Available data
=== Begin Enclosure ===
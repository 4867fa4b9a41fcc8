use assembly_stats_db::aggregate::GroupAggregator;
use assembly_stats_db::domain::{AssemblyRecord, Metric, NamePolicy, TaxId};
use assembly_stats_db::parser::FieldIssue;
use assembly_stats_db::stats::{FilterSettings, summarize};

#[test]
fn record_without_size_feeds_other_buckets() {
    let taxid = TaxId::new(562);
    let mut aggregator = GroupAggregator::default();
    aggregator.ingest(
        AssemblyRecord::new(taxid, "Escherichia coli")
            .with_gc_percent(50.8)
            .with_cds_count(4300.0),
    );
    aggregator.ingest(AssemblyRecord::new(taxid, "Escherichia coli").with_genome_size(4_600_000.0));

    let aggregation = aggregator.finalize();
    let group = &aggregation.groups[&taxid];
    assert_eq!(group.bucket(Metric::GenomeSize).values(), &[4.6]);
    assert_eq!(group.bucket(Metric::GcPercent).values(), &[50.8]);
    assert_eq!(group.bucket(Metric::CdsCount).values(), &[4300.0]);
}

#[test]
fn record_without_taxid_never_creates_a_group() {
    let mut aggregator = GroupAggregator::default();
    aggregator.ingest(AssemblyRecord {
        taxonomy_id: None,
        organism_name: "Ghost species".to_string(),
        genome_size_bp: Some(1_000_000.0),
        gc_percent: Some(40.0),
        cds_count: Some(900.0),
    });
    assert_eq!(aggregator.group_count(), 0);

    let aggregation = aggregator.finalize();
    assert!(aggregation.groups.is_empty());
    assert_eq!(aggregation.quality.missing_taxid, 1);
    assert_eq!(aggregation.quality.records_accepted, 0);
}

#[test]
fn out_of_domain_values_are_dropped() {
    let taxid = TaxId::new(9);
    let mut aggregator = GroupAggregator::default();
    aggregator.ingest(
        AssemblyRecord::new(taxid, "Buchnera")
            .with_genome_size(-1.0)
            .with_gc_percent(100.5)
            .with_cds_count(-3.0),
    );
    aggregator.ingest(AssemblyRecord::new(taxid, "Buchnera").with_gc_percent(-0.1));
    aggregator.ingest(AssemblyRecord::new(taxid, "Buchnera").with_gc_percent(100.0));
    aggregator.ingest(AssemblyRecord::new(taxid, "Buchnera").with_gc_percent(0.0));

    let aggregation = aggregator.finalize();
    let group = &aggregation.groups[&taxid];
    assert!(group.bucket(Metric::GenomeSize).is_empty());
    assert!(group.bucket(Metric::CdsCount).is_empty());
    assert_eq!(group.bucket(Metric::GcPercent).values(), &[100.0, 0.0]);
    assert_eq!(aggregation.quality.negative_genome_size, 1);
    assert_eq!(aggregation.quality.gc_out_of_range, 2);
    assert_eq!(aggregation.quality.negative_cds_count, 1);
    assert_eq!(aggregation.quality.dropped_values(), 4);
}

#[test]
fn zero_values_are_valid() {
    let taxid = TaxId::new(10);
    let mut aggregator = GroupAggregator::default();
    aggregator.ingest(
        AssemblyRecord::new(taxid, "Empty")
            .with_genome_size(0.0)
            .with_cds_count(0.0),
    );
    let aggregation = aggregator.finalize();
    let group = &aggregation.groups[&taxid];
    assert_eq!(group.bucket(Metric::GenomeSize).len(), 1);
    assert_eq!(group.bucket(Metric::CdsCount).len(), 1);
}

#[test]
fn groups_are_ordered_by_taxid() {
    let mut aggregator = GroupAggregator::default();
    for id in [900, 3, 45, 12] {
        aggregator.ingest(AssemblyRecord::new(TaxId::new(id), format!("taxon {id}")));
    }
    let aggregation = aggregator.finalize();
    let keys = aggregation
        .groups
        .keys()
        .map(|taxid| taxid.get())
        .collect::<Vec<_>>();
    assert_eq!(keys, vec![3, 12, 45, 900]);
}

#[test]
fn name_policies_pick_labels() {
    let taxid = TaxId::new(1280);
    let names = [
        "Staphylococcus aureus subsp. aureus",
        "Staphylococcus aureus",
        "Staphylococcus aureus",
    ];

    let mut first = GroupAggregator::new(NamePolicy::FirstSeen);
    let mut frequent = GroupAggregator::new(NamePolicy::MostFrequent);
    for name in names {
        first.ingest(AssemblyRecord::new(taxid, name));
        frequent.ingest(AssemblyRecord::new(taxid, name));
    }

    assert_eq!(
        first.finalize().groups[&taxid].display_name(),
        "Staphylococcus aureus subsp. aureus"
    );
    let aggregation = frequent.finalize();
    assert_eq!(
        aggregation.groups[&taxid].display_name(),
        "Staphylococcus aureus"
    );
    assert_eq!(aggregation.quality.taxids_with_conflicting_names, 1);
}

#[test]
fn field_issues_are_counted() {
    let mut aggregator = GroupAggregator::default();
    aggregator.note_field_issues(&[
        FieldIssue {
            metric: Metric::GcPercent,
            raw: "abc".to_string(),
        },
        FieldIssue {
            metric: Metric::CdsCount,
            raw: "inf".to_string(),
        },
    ]);
    aggregator.note_malformed_row("too short");
    let quality = aggregator.finalize().quality;
    assert_eq!(quality.unparseable_fields, 2);
    assert_eq!(quality.malformed_rows, 1);
    assert_eq!(quality.dropped_rows(), 1);
}

#[test]
fn non_finite_values_are_dropped_without_failing_the_group() {
    let taxid = TaxId::new(1);
    let mut aggregator = GroupAggregator::default();
    aggregator.ingest(
        AssemblyRecord::new(taxid, "Infinite")
            .with_genome_size(f64::INFINITY)
            .with_gc_percent(f64::NAN)
            .with_cds_count(f64::INFINITY),
    );
    aggregator.ingest(AssemblyRecord::new(taxid, "Infinite").with_cds_count(f64::NEG_INFINITY));

    let aggregation = aggregator.finalize();
    let group = &aggregation.groups[&taxid];
    for metric in Metric::ALL {
        assert!(group.bucket(metric).is_empty());
    }
    assert_eq!(aggregation.quality.non_finite_values, 4);
    assert_eq!(aggregation.quality.negative_cds_count, 0);
    assert_eq!(aggregation.quality.dropped_values(), 4);

    let row = summarize(group, &FilterSettings::default()).unwrap();
    assert_eq!(row.cds_count.retained(), 0);
    assert_eq!(row.genome_size_mb.summary, None);
}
=== End Enclosure ===
Every entry must be duplicated exactly as it stands.

Written solution
repository 4867fa4b9a41fcc8
use assembly_stats_db::aggregate::GroupAggregator;
use assembly_stats_db::domain::{AssemblyRecord, Metric, NamePolicy, TaxId};
use assembly_stats_db::parser::FieldIssue;
use assembly_stats_db::stats::{FilterSettings, summarize};

#[test]
fn record_without_size_feeds_other_buckets() {
    let taxid = TaxId::new(562);
    let mut aggregator = GroupAggregator::default();
    aggregator.ingest(
        AssemblyRecord::new(taxid, "Escherichia coli")
            .with_gc_percent(50.8)
            .with_cds_count(4300.0),
    );
    aggregator.ingest(AssemblyRecord::new(taxid, "Escherichia coli").with_genome_size(4_600_000.0));

    let aggregation = aggregator.finalize();
    let group = &aggregation.groups[&taxid];
    assert_eq!(group.bucket(Metric::GenomeSize).values(), &[4.6]);
    assert_eq!(group.bucket(Metric::GcPercent).values(), &[50.8]);
    assert_eq!(group.bucket(Metric::CdsCount).values(), &[4300.0]);
}

#[test]
fn record_without_taxid_never_creates_a_group() {
    let mut aggregator = GroupAggregator::default();
    aggregator.ingest(AssemblyRecord {
        taxonomy_id: None,
        organism_name: "Ghost species".to_string(),
        genome_size_bp: Some(1_000_000.0),
        gc_percent: Some(40.0),
        cds_count: Some(900.0),
    });
    assert_eq!(aggregator.group_count(), 0);

    let aggregation = aggregator.finalize();
    assert!(aggregation.groups.is_empty());
    assert_eq!(aggregation.quality.missing_taxid, 1);
    assert_eq!(aggregation.quality.records_accepted, 0);
}

#[test]
fn out_of_domain_values_are_dropped() {
    let taxid = TaxId::new(9);
    let mut aggregator = GroupAggregator::default();
    aggregator.ingest(
        AssemblyRecord::new(taxid, "Buchnera")
            .with_genome_size(-1.0)
            .with_gc_percent(100.5)
            .with_cds_count(-3.0),
    );
    aggregator.ingest(AssemblyRecord::new(taxid, "Buchnera").with_gc_percent(-0.1));
    aggregator.ingest(AssemblyRecord::new(taxid, "Buchnera").with_gc_percent(100.0));
    aggregator.ingest(AssemblyRecord::new(taxid, "Buchnera").with_gc_percent(0.0));

    let aggregation = aggregator.finalize();
    let group = &aggregation.groups[&taxid];
    assert!(group.bucket(Metric::GenomeSize).is_empty());
    assert!(group.bucket(Metric::CdsCount).is_empty());
    assert_eq!(group.bucket(Metric::GcPercent).values(), &[100.0, 0.0]);
    assert_eq!(aggregation.quality.negative_genome_size, 1);
    assert_eq!(aggregation.quality.gc_out_of_range, 2);
    assert_eq!(aggregation.quality.negative_cds_count, 1);
    assert_eq!(aggregation.quality.dropped_values(), 4);
}

#[test]
fn zero_values_are_valid() {
    let taxid = TaxId::new(10);
    let mut aggregator = GroupAggregator::default();
    aggregator.ingest(
        AssemblyRecord::new(taxid, "Empty")
            .with_genome_size(0.0)
            .with_cds_count(0.0),
    );
    let aggregation = aggregator.finalize();
    let group = &aggregation.groups[&taxid];
    assert_eq!(group.bucket(Metric::GenomeSize).len(), 1);
    assert_eq!(group.bucket(Metric::CdsCount).len(), 1);
}

#[test]
fn groups_are_ordered_by_taxid() {
    let mut aggregator = GroupAggregator::default();
    for id in [900, 3, 45, 12] {
        aggregator.ingest(AssemblyRecord::new(TaxId::new(id), format!("taxon {id}")));
    }
    let aggregation = aggregator.finalize();
    let keys = aggregation
        .groups
        .keys()
        .map(|taxid| taxid.get())
        .collect::<Vec<_>>();
    assert_eq!(keys, vec![3, 12, 45, 900]);
}

#[test]
fn name_policies_pick_labels() {
    let taxid = TaxId::new(1280);
    let names = [
        "Staphylococcus aureus subsp. aureus",
        "Staphylococcus aureus",
        "Staphylococcus aureus",
    ];

    let mut first = GroupAggregator::new(NamePolicy::FirstSeen);
    let mut frequent = GroupAggregator::new(NamePolicy::MostFrequent);
    for name in names {
        first.ingest(AssemblyRecord::new(taxid, name));
        frequent.ingest(AssemblyRecord::new(taxid, name));
    }

    assert_eq!(
        first.finalize().groups[&taxid].display_name(),
        "Staphylococcus aureus subsp. aureus"
    );
    let aggregation = frequent.finalize();
    assert_eq!(
        aggregation.groups[&taxid].display_name(),
        "Staphylococcus aureus"
    );
    assert_eq!(aggregation.quality.taxids_with_conflicting_names, 1);
}

#[test]
fn field_issues_are_counted() {
    let mut aggregator = GroupAggregator::default();
    aggregator.note_field_issues(&[
        FieldIssue {
            metric: Metric::GcPercent,
            raw: "abc".to_string(),
        },
        FieldIssue {
            metric: Metric::CdsCount,
            raw: "inf".to_string(),
        },
    ]);
    aggregator.note_malformed_row("too short");
    let quality = aggregator.finalize().quality;
    assert_eq!(quality.unparseable_fields, 2);
    assert_eq!(quality.malformed_rows, 1);
    assert_eq!(quality.dropped_rows(), 1);
}

#[test]
fn non_finite_values_are_dropped_without_failing_the_group() {
    let taxid = TaxId::new(1);
    let mut aggregator = GroupAggregator::default();
    aggregator.ingest(
        AssemblyRecord::new(taxid, "Infinite")
            .with_genome_size(f64::INFINITY)
            .with_gc_percent(f64::NAN)
            .with_cds_count(f64::INFINITY),
    );
    aggregator.ingest(AssemblyRecord::new(taxid, "Infinite").with_cds_count(f64::NEG_INFINITY));

    let aggregation = aggregator.finalize();
    let group = &aggregation.groups[&taxid];
    for metric in Metric::ALL {
        assert!(group.bucket(metric).is_empty());
    }
    assert_eq!(aggregation.quality.non_finite_values, 4);
    assert_eq!(aggregation.quality.negative_cds_count, 0);
    assert_eq!(aggregation.quality.dropped_values(), 4);

    let row = summarize(group, &FilterSettings::default()).unwrap();
    assert_eq!(row.cds_count.retained(), 0);
    assert_eq!(row.genome_size_mb.summary, None);
}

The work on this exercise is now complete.